THE DATA >>
◆ ◆ ◆ ◆ ◆

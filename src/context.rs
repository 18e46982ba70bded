//! Phase timing for a single benchmark repeat.

use std::fmt;
use std::time::{Duration, Instant};

use chrono::{DateTime, Local};

use crate::result::OperationTiming;

/// The three timed phases of a repeat.
#[derive(Debug, Clone, Copy, PartialEq, Eq)]
pub enum Phase {
    /// Loading the source.
    Open,
    /// Building the operation's output.
    Run,
    /// Materializing the output.
    Save,
}

impl fmt::Display for Phase {
    fn fmt(&self, f: &mut fmt::Formatter<'_>) -> fmt::Result {
        f.write_str(match self {
            Phase::Open => "open",
            Phase::Run => "run",
            Phase::Save => "save",
        })
    }
}

/// Timing state of one repeat.
///
/// The total is its own span from [`start`](Self::start) to
/// [`finish`](Self::finish), so it also covers the gaps between phases.
pub struct RepeatContext {
    date: DateTime<Local>,
    started: Instant,
    open: Duration,
    run: Duration,
    save: Duration,
}

impl RepeatContext {
    /// Stamp the wall-clock date and start the total span.
    pub fn start() -> Self {
        Self {
            date: Local::now(),
            started: Instant::now(),
            open: Duration::ZERO,
            run: Duration::ZERO,
            save: Duration::ZERO,
        }
    }

    /// Time `f` as `phase`. Measuring a phase twice keeps the later value.
    pub fn measure<F, R>(&mut self, phase: Phase, f: F) -> R
    where
        F: FnOnce() -> R,
    {
        let start = Instant::now();
        let result = f();
        let elapsed = start.elapsed();
        match phase {
            Phase::Open => self.open = elapsed,
            Phase::Run => self.run = elapsed,
            Phase::Save => self.save = elapsed,
        }
        result
    }

    /// Close the total span.
    pub fn finish(self, op_type: impl Into<String>) -> OperationTiming {
        let time_total = self.started.elapsed();
        OperationTiming {
            op_type: op_type.into(),
            date: self.date,
            time_open: self.open,
            time_run: self.run,
            time_save: self.save,
            time_total,
        }
    }
}

#[cfg(test)]
mod tests {
    use super::*;

    #[test]
    fn should_measure_each_phase_when_called() {
        let mut ctx = RepeatContext::start();
        ctx.measure(Phase::Open, || std::thread::sleep(Duration::from_millis(5)));
        let out = ctx.measure(Phase::Run, || 7);
        ctx.measure(Phase::Save, || std::thread::sleep(Duration::from_millis(10)));
        let timing = ctx.finish("TimeMean");

        assert_eq!(out, 7);
        assert_eq!(timing.op_type, "TimeMean");
        assert!(timing.time_open >= Duration::from_millis(5));
        assert!(timing.time_save >= Duration::from_millis(10));
        assert!(timing.time_save < Duration::from_millis(500));
    }

    #[test]
    fn should_cover_phases_with_total() {
        let mut ctx = RepeatContext::start();
        ctx.measure(Phase::Open, || std::thread::sleep(Duration::from_millis(2)));
        std::thread::sleep(Duration::from_millis(3));
        ctx.measure(Phase::Run, || std::thread::sleep(Duration::from_millis(2)));
        let timing = ctx.finish("x");

        assert!(timing.time_total >= timing.phase_sum());
        assert!(timing.time_total >= Duration::from_millis(7));
    }

    #[test]
    fn should_leave_unmeasured_phase_zero() {
        let timing = RepeatContext::start().finish("x");
        assert_eq!(timing.time_run, Duration::ZERO);
    }

    #[test]
    fn should_stamp_date_at_start() {
        let before = Local::now();
        let ctx = RepeatContext::start();
        std::thread::sleep(Duration::from_millis(2));
        let timing = ctx.finish("x");
        assert!(timing.date >= before);
        assert!(timing.date <= Local::now());
    }
}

◆ ◆ ◆ ◆ ◆

INSTRUCTIONS TO FOLLOW >>
Nothing except a number is needed: how many lines of the entries contain the word "span"?

YOUR RESPONSE >>
3